Perhaps naively, I wasn’t expecting a graphic sexual assault scene in the middle of The Apprentice, but given the subject, I shouldn’t have been surprised. It happens about halfway through the movie, when Ivana attempts to recapture the intimacy in her marriage to Donald, whose insecurities have fully curdled into repulsive misogyny. Ivana gives her husband a self-help book about intimacy, and he rejects her, explaining that he’s no longer attracted to her at all. They get into a heated argument that turns physical, and Donald violently sexually assaults his wife. That description may seem redundant, but given that scenes of sexual assault have become less frequent in movies and TV, and the ones we do see are relatively tame, it’s apt.

Like almost everything else in The Apprentice, this scene is based on an actual event. Sherman, the film’s screenwriter and a professional journalist, told Entertainment Weekly that he had the script vetted by his lawyers in the hopes of avoiding the wrath of the notoriously litigious former president. “I submitted an annotated draft of the script to our lawyers that was point-by-point articulating where the information came from, and how I dramatized the scenes,” Sherman said. “So it was rigorously supported by the research.” The scene is based on a sworn deposition Ivana Trump gave during her divorce from Donald Trump, in which she described her husband’s attack as a “violent assault.”

Author Harry Hurt III covered the deposition and the alleged assault in his 1993 book The Lost Tycoon. In the lead up to its publishing date, Trump’s team released a conspicuous statement from the former Mrs. Trump in which she walked back her previous allegations:

“I wish to say that on one occasion during 1989, Mr Trump and I had marital relations in which he behaved very differently toward me than he had during our marriage. As a woman, I felt violated, as the love and tenderness which he normally exhibited toward me, was absent. I referred to this as a ‘rape,’ but I do not want my words to be interpreted in a literal or criminal sense.”

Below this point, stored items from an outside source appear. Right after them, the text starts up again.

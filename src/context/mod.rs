//! Evaluation context consumed by the built-in functions
//!
//! The context carries deployment-scoped state: subscription and resource
//! group identity, the cloud environment descriptor, named parameters and
//! variables, and in-progress copy loop indices. It is owned by the caller
//! (the resource-expansion visitor); the function library only reads it.

use indexmap::IndexMap;
use serde::Serialize;
use std::collections::HashMap;

use crate::value::Value;

/// External state read by the built-in function library.
pub trait TemplateContext {
    /// The deployment descriptor, as returned by deployment().
    fn deployment(&self) -> Value;

    fn subscription(&self) -> &Subscription;

    fn resource_group(&self) -> &ResourceGroup;

    fn environment(&self) -> &CloudEnvironment;

    /// Look up a template parameter by name.
    fn try_parameter(&self, name: &str) -> Option<Value>;

    /// Look up a template variable by name.
    fn try_variable(&self, name: &str) -> Option<Value>;

    /// Current state of a named copy loop. The unnamed loop is keyed by
    /// the empty string.
    fn copy_index(&self, loop_name: &str) -> Option<&CopyIndexState>;

    /// Known resource types for a provider namespace, optionally filtered
    /// to a single type.
    fn resource_types(&self, namespace: &str, resource_type: Option<&str>) -> Vec<ResourceType>;
}

/// Subscription identity for the deployment being analyzed.
#[derive(Debug, Clone, Serialize)]
#[serde(rename_all = "camelCase")]
pub struct Subscription {
    pub subscription_id: String,
    pub tenant_id: String,
    pub display_name: String,
    pub state: String,
}

impl Default for Subscription {
    fn default() -> Self {
        Self {
            subscription_id: "ffffffff-ffff-ffff-ffff-ffffffffffff".to_string(),
            tenant_id: "ffffffff-ffff-ffff-ffff-ffffffffffff".to_string(),
            display_name: "Offline Test Subscription".to_string(),
            state: "NotDefined".to_string(),
        }
    }
}

/// Resource group the deployment targets.
#[derive(Debug, Clone, Serialize)]
#[serde(rename_all = "camelCase")]
pub struct ResourceGroup {
    pub name: String,
    pub location: String,
    pub managed_by: Option<String>,
    pub tags: IndexMap<String, String>,
}

impl Default for ResourceGroup {
    fn default() -> Self {
        Self {
            name: "offline-test-rg".to_string(),
            location: "eastus".to_string(),
            managed_by: None,
            tags: IndexMap::new(),
        }
    }
}

/// Cloud environment endpoints, as returned by environment().
#[derive(Debug, Clone, Serialize)]
#[serde(rename_all = "camelCase")]
pub struct CloudEnvironment {
    pub name: String,
    pub gallery: String,
    pub graph: String,
    pub portal: String,
    pub graph_audience: String,
    pub active_directory_data_lake: String,
    pub batch: String,
    pub media: String,
    pub sql_management: String,
    pub vm_image_alias_doc: String,
    pub resource_manager: String,
    pub authentication: EnvironmentAuthentication,
    pub suffixes: EnvironmentSuffixes,
}

#[derive(Debug, Clone, Serialize)]
#[serde(rename_all = "camelCase")]
pub struct EnvironmentAuthentication {
    pub login_endpoint: String,
    pub audiences: Vec<String>,
    pub tenant: String,
    pub identity_provider: String,
}

#[derive(Debug, Clone, Serialize)]
#[serde(rename_all = "camelCase")]
pub struct EnvironmentSuffixes {
    pub acr_login_server: String,
    pub azure_datalake_analytics_catalog_and_job: String,
    pub azure_datalake_store_file_system: String,
    pub azure_front_door_endpoint_suffix: String,
    pub keyvault_dns: String,
    pub sql_server_hostname: String,
    pub storage: String,
}

impl Default for CloudEnvironment {
    fn default() -> Self {
        Self {
            name: "AzureCloud".to_string(),
            gallery: "https://gallery.azure.com/".to_string(),
            graph: "https://graph.windows.net/".to_string(),
            portal: "https://portal.azure.com".to_string(),
            graph_audience: "https://graph.windows.net/".to_string(),
            active_directory_data_lake: "https://datalake.azure.net/".to_string(),
            batch: "https://batch.core.windows.net/".to_string(),
            media: "https://rest.media.azure.net".to_string(),
            sql_management: "https://management.core.windows.net:8443/".to_string(),
            vm_image_alias_doc: "https://raw.githubusercontent.com/Azure/azure-rest-api-specs/master/arm-compute/quickstart-templates/aliases.json".to_string(),
            resource_manager: "https://management.azure.com/".to_string(),
            authentication: EnvironmentAuthentication {
                login_endpoint: "https://login.microsoftonline.com/".to_string(),
                audiences: vec![
                    "https://management.core.windows.net/".to_string(),
                    "https://management.azure.com/".to_string(),
                ],
                tenant: "common".to_string(),
                identity_provider: "AAD".to_string(),
            },
            suffixes: EnvironmentSuffixes {
                acr_login_server: "azurecr.io".to_string(),
                azure_datalake_analytics_catalog_and_job: "azuredatalakeanalytics.net".to_string(),
                azure_datalake_store_file_system: "azuredatalakestore.net".to_string(),
                azure_front_door_endpoint_suffix: "azurefd.net".to_string(),
                keyvault_dns: ".vault.azure.net".to_string(),
                sql_server_hostname: ".database.windows.net".to_string(),
                storage: "core.windows.net".to_string(),
            },
        }
    }
}

/// Per-loop iteration state, mutated by the resource-expansion visitor.
#[derive(Debug, Clone, Default)]
pub struct CopyIndexState {
    pub name: String,
    pub index: i64,
    pub count: i64,
}

/// A provider resource type known to the analyzer.
#[derive(Debug, Clone, Serialize)]
#[serde(rename_all = "camelCase")]
pub struct ResourceType {
    pub resource_type: String,
    pub api_versions: Vec<String>,
    pub locations: Vec<String>,
}

impl ResourceType {
    pub fn to_value(&self) -> Value {
        serialize_to_value(self)
    }
}

fn serialize_to_value<T: Serialize>(value: &T) -> Value {
    serde_json::to_value(value)
        .map(Value::from_serde_json)
        .unwrap_or(Value::Null)
}

/// Concrete context for a single in-progress template evaluation.
///
/// Not safe for concurrent mutation; each evaluation thread owns its own
/// instance.
#[derive(Debug, Clone, Default)]
pub struct DeploymentContext {
    pub subscription: Subscription,
    pub resource_group: ResourceGroup,
    pub environment: CloudEnvironment,
    deployment_name: String,
    parameters: IndexMap<String, Value>,
    variables: IndexMap<String, Value>,
    copy_index: HashMap<String, CopyIndexState>,
    resource_types: Vec<(String, ResourceType)>,
}

impl DeploymentContext {
    pub fn new() -> Self {
        Self {
            deployment_name: "export".to_string(),
            ..Default::default()
        }
    }

    pub fn with_subscription(mut self, subscription: Subscription) -> Self {
        self.subscription = subscription;
        self
    }

    pub fn with_resource_group(mut self, resource_group: ResourceGroup) -> Self {
        self.resource_group = resource_group;
        self
    }

    pub fn set_deployment_name(&mut self, name: impl Into<String>) {
        self.deployment_name = name.into();
    }

    pub fn set_parameter(&mut self, name: impl Into<String>, value: Value) {
        self.parameters.insert(name.into(), value);
    }

    pub fn set_variable(&mut self, name: impl Into<String>, value: Value) {
        self.variables.insert(name.into(), value);
    }

    /// Enter or advance a copy loop. Pass the empty string for the
    /// unnamed loop.
    pub fn set_copy_index(&mut self, state: CopyIndexState) {
        self.copy_index.insert(state.name.clone(), state);
    }

    pub fn remove_copy_index(&mut self, loop_name: &str) {
        self.copy_index.remove(loop_name);
    }

    /// Register a resource type under a provider namespace, for providers().
    pub fn add_resource_type(&mut self, namespace: impl Into<String>, resource_type: ResourceType) {
        self.resource_types.push((namespace.into(), resource_type));
    }
}

impl TemplateContext for DeploymentContext {
    fn deployment(&self) -> Value {
        let mut obj = IndexMap::new();
        obj.insert(
            "name".to_string(),
            Value::String(self.deployment_name.clone()),
        );
        let mut properties = IndexMap::new();
        properties.insert(
            "template".to_string(),
            Value::Object(IndexMap::new()),
        );
        properties.insert("mode".to_string(), Value::String("Incremental".to_string()));
        obj.insert("properties".to_string(), Value::Object(properties));
        Value::Object(obj)
    }

    fn subscription(&self) -> &Subscription {
        &self.subscription
    }

    fn resource_group(&self) -> &ResourceGroup {
        &self.resource_group
    }

    fn environment(&self) -> &CloudEnvironment {
        &self.environment
    }

    fn try_parameter(&self, name: &str) -> Option<Value> {
        self.parameters.get(name).cloned()
    }

    fn try_variable(&self, name: &str) -> Option<Value> {
        self.variables.get(name).cloned()
    }

    fn copy_index(&self, loop_name: &str) -> Option<&CopyIndexState> {
        self.copy_index.get(loop_name)
    }

    fn resource_types(&self, namespace: &str, resource_type: Option<&str>) -> Vec<ResourceType> {
        self.resource_types
            .iter()
            .filter(|(ns, rt)| {
                ns.eq_ignore_ascii_case(namespace)
                    && resource_type
                        .map(|t| rt.resource_type.eq_ignore_ascii_case(t))
                        .unwrap_or(true)
            })
            .map(|(_, rt)| rt.clone())
            .collect()
    }
}

impl Subscription {
    pub fn to_value(&self) -> Value {
        serialize_to_value(self)
    }
}

impl ResourceGroup {
    pub fn to_value(&self) -> Value {
        serialize_to_value(self)
    }
}

impl CloudEnvironment {
    pub fn to_value(&self) -> Value {
        serialize_to_value(self)
    }
}

#[cfg(test)]
mod tests {
    use super::*;
    use pretty_assertions::assert_eq;

    #[test]
    fn test_parameter_and_variable_lookup() {
        let mut context = DeploymentContext::new();
        context.set_parameter("sku", Value::String("Standard".into()));
        context.set_variable("count", Value::Int(3));

        assert_eq!(
            context.try_parameter("sku"),
            Some(Value::String("Standard".into()))
        );
        assert_eq!(context.try_variable("count"), Some(Value::Int(3)));
        assert_eq!(context.try_parameter("missing"), None);
    }

    #[test]
    fn test_copy_index_state() {
        let mut context = DeploymentContext::new();
        context.set_copy_index(CopyIndexState {
            name: "".to_string(),
            index: 2,
            count: 5,
        });
        context.set_copy_index(CopyIndexState {
            name: "storage".to_string(),
            index: 1,
            count: 3,
        });

        assert_eq!(context.copy_index("").unwrap().index, 2);
        assert_eq!(context.copy_index("storage").unwrap().index, 1);
        assert!(context.copy_index("missing").is_none());
    }

    #[test]
    fn test_resource_type_filter() {
        let mut context = DeploymentContext::new();
        context.add_resource_type(
            "Microsoft.Network",
            ResourceType {
                resource_type: "virtualNetworks".to_string(),
                api_versions: vec!["2023-05-01".to_string()],
                locations: vec!["eastus".to_string()],
            },
        );
        context.add_resource_type(
            "Microsoft.Network",
            ResourceType {
                resource_type: "virtualNetworks/subnets".to_string(),
                api_versions: vec![],
                locations: vec![],
            },
        );

        assert_eq!(context.resource_types("Microsoft.Network", None).len(), 2);
        assert_eq!(
            context
                .resource_types("Microsoft.Network", Some("virtualNetworks"))
                .len(),
            1
        );
        assert!(context.resource_types("Microsoft.Storage", None).is_empty());
    }

    #[test]
    fn test_environment_to_value() {
        let env = CloudEnvironment::default();
        let value = env.to_value();
        let obj = value.as_object().unwrap();
        assert_eq!(obj.get("name"), Some(&Value::String("AzureCloud".into())));
        assert!(obj.contains_key("authentication"));
        assert!(obj.contains_key("suffixes"));
    }
}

The Apprentice does interpret Ivana’s deposition in the literal sense, resulting in the most disturbing and controversial scene in the entire film (Roy Cohn’s collection of frogs notwithstanding).

As a young cinephile in my teens and twenties, I often defended similar scenes in movies and (to a lesser extent) television shows. Sexual assault is a vile, irrevocable act that leaves victims deeply traumatized and forever changed – and if it’s crucial to a character’s story, it seems disingenuous to gloss over it. If movies are meant to generate empathy, then shouldn’t sexual assault be shown as the heinous act that it is? Shouldn’t the filmmaker attempt to depict assault in such a way that elicits a proportionate reaction from the viewer? I’m less inclined to jump into the rape-scene discourse these days, and thankfully, there are fewer rape scenes to discourse about, but as someone who has experienced sexual assault, and who believes that movies – and art – are capable of generating empathy, I still get preoccupied by these questions.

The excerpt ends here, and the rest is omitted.